■ Task description: Once you find the line with "is_control_ruleset(value: &Value, constitution: &Constitution)" in the data that follows, repeat it and every line after it exactly, through the line with "for path in".

-- Data in this exercise follows --

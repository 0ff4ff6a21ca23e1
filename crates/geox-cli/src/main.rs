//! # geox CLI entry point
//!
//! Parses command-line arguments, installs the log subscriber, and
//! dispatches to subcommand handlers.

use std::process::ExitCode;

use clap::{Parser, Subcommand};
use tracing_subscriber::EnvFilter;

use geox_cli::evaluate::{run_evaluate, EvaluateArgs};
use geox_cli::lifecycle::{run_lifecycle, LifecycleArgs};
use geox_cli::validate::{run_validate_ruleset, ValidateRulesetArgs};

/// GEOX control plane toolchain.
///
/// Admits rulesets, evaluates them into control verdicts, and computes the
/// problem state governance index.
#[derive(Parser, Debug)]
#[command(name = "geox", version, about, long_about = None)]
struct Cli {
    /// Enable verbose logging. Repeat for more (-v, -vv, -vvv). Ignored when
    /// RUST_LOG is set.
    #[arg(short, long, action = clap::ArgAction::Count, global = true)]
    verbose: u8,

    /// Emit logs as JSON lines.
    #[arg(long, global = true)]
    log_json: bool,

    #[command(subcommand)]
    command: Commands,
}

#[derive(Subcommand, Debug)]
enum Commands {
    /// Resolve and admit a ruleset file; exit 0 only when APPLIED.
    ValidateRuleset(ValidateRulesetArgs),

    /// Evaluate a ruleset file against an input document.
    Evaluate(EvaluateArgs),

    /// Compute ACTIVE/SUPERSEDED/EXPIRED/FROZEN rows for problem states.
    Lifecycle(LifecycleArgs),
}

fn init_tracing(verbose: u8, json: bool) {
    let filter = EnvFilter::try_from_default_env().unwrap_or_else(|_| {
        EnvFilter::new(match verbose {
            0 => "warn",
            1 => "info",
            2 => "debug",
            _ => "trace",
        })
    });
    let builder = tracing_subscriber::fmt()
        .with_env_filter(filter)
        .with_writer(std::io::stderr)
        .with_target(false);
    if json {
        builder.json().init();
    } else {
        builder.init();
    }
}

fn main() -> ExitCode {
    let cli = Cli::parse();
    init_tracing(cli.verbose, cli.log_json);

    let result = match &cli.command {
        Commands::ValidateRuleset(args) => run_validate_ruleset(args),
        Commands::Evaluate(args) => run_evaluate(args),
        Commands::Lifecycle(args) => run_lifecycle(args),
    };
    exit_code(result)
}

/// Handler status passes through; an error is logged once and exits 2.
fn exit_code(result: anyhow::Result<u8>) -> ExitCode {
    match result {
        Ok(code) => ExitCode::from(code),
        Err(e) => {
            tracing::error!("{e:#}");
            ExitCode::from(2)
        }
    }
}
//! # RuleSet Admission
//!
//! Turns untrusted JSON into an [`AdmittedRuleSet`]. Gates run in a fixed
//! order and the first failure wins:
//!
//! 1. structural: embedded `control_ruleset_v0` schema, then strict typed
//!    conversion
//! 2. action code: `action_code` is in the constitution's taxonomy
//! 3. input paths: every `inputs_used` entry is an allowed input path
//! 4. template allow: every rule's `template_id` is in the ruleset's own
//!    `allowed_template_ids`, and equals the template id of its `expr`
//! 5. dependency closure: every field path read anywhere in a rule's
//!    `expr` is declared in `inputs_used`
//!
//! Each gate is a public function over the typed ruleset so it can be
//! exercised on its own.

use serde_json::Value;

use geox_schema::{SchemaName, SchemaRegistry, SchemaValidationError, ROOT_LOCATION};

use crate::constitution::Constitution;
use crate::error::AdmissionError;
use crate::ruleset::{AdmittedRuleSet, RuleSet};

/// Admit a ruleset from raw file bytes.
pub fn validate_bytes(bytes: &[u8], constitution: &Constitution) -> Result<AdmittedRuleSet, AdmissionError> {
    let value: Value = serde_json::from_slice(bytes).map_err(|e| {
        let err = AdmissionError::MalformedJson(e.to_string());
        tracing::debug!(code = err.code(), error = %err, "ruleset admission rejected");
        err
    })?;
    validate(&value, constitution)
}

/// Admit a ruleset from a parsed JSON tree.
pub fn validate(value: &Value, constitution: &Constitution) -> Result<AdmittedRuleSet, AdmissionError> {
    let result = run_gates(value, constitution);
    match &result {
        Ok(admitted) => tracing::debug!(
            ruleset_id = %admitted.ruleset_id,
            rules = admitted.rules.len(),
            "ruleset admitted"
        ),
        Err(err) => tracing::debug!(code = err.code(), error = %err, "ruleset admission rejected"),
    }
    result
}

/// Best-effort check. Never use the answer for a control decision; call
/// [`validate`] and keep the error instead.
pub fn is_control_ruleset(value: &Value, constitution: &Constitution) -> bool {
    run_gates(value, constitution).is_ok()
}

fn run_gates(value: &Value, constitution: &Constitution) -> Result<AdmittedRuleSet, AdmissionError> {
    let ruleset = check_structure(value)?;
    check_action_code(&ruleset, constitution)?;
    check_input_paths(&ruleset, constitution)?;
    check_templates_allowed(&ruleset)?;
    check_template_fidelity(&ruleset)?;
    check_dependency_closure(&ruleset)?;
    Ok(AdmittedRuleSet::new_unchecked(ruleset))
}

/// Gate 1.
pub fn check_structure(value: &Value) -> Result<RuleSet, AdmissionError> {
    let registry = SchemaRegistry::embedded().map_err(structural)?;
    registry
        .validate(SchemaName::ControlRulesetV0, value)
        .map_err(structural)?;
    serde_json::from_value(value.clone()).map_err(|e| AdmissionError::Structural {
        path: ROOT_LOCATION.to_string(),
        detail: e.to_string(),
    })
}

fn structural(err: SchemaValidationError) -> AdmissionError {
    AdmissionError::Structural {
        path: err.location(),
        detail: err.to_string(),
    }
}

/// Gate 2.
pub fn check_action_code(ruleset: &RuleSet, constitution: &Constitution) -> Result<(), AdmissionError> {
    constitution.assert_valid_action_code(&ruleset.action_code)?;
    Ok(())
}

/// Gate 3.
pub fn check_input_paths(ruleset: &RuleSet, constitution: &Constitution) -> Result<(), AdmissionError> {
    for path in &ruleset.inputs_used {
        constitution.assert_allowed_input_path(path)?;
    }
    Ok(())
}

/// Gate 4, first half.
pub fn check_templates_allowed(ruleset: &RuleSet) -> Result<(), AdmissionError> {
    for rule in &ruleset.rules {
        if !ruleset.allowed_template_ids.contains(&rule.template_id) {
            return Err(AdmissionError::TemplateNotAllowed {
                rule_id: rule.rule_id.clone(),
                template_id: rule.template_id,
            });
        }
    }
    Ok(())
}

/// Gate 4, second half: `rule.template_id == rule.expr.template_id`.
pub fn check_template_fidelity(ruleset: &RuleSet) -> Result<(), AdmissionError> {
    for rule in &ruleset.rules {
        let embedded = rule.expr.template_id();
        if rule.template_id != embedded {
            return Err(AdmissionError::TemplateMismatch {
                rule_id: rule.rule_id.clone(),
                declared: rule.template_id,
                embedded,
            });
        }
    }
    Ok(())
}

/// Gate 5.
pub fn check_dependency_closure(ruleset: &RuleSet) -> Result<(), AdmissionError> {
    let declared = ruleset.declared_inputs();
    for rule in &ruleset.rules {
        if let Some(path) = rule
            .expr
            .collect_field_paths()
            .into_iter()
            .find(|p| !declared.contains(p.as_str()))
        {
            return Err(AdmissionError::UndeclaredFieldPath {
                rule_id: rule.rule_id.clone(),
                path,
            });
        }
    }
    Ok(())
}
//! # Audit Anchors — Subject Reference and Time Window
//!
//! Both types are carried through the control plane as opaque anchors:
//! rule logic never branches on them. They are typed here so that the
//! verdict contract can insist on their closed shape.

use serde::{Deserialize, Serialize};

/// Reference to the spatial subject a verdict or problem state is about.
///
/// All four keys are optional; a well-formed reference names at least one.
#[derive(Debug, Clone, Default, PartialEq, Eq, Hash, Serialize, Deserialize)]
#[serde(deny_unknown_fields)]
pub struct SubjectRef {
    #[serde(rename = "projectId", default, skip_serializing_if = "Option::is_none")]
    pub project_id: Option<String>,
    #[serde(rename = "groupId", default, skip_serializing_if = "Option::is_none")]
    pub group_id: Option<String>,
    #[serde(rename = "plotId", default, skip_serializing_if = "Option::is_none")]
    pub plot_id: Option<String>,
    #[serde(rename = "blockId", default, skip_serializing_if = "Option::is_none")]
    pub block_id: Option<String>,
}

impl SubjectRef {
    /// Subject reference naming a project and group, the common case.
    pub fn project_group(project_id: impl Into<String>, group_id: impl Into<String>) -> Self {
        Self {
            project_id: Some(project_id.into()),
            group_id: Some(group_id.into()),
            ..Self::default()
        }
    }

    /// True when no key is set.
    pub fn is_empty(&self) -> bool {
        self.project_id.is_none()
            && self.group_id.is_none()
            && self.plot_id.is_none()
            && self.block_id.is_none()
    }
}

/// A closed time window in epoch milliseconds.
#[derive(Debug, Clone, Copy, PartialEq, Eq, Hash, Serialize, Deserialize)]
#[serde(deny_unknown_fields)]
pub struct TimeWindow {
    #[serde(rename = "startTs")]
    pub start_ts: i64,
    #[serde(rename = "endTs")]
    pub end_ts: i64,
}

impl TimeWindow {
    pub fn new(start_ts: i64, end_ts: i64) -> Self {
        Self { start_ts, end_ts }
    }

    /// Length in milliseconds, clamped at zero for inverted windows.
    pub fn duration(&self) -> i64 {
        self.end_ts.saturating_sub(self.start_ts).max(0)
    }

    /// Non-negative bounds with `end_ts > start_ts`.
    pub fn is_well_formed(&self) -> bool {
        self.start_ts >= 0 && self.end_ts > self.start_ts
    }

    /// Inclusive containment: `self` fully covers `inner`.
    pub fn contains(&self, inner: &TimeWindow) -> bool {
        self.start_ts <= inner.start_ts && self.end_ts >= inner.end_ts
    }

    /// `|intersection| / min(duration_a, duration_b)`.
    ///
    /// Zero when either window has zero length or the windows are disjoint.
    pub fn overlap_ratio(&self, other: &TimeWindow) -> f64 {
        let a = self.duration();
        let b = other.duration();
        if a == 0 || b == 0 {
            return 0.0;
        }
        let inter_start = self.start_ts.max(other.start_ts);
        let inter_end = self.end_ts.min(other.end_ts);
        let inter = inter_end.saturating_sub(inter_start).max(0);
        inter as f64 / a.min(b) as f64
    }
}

-- Data in this exercise concluded --

■ Response to this task:
pub fn is_control_ruleset(value: &Value, constitution: &Constitution) -> bool {
    run_gates(value, constitution).is_ok()
}

fn run_gates(value: &Value, constitution: &Constitution) -> Result<AdmittedRuleSet, AdmissionError> {
    let ruleset = check_structure(value)?;
    check_action_code(&ruleset, constitution)?;
    check_input_paths(&ruleset, constitution)?;
    check_templates_allowed(&ruleset)?;
    check_template_fidelity(&ruleset)?;
    check_dependency_closure(&ruleset)?;
    Ok(AdmittedRuleSet::new_unchecked(ruleset))
}

/// Gate 1.
pub fn check_structure(value: &Value) -> Result<RuleSet, AdmissionError> {
    let registry = SchemaRegistry::embedded().map_err(structural)?;
    registry
        .validate(SchemaName::ControlRulesetV0, value)
        .map_err(structural)?;
    serde_json::from_value(value.clone()).map_err(|e| AdmissionError::Structural {
        path: ROOT_LOCATION.to_string(),
        detail: e.to_string(),
    })
}

fn structural(err: SchemaValidationError) -> AdmissionError {
    AdmissionError::Structural {
        path: err.location(),
        detail: err.to_string(),
    }
}

/// Gate 2.
pub fn check_action_code(ruleset: &RuleSet, constitution: &Constitution) -> Result<(), AdmissionError> {
    constitution.assert_valid_action_code(&ruleset.action_code)?;
    Ok(())
}

/// Gate 3.
pub fn check_input_paths(ruleset: &RuleSet, constitution: &Constitution) -> Result<(), AdmissionError> {
    for path in &ruleset.inputs_used {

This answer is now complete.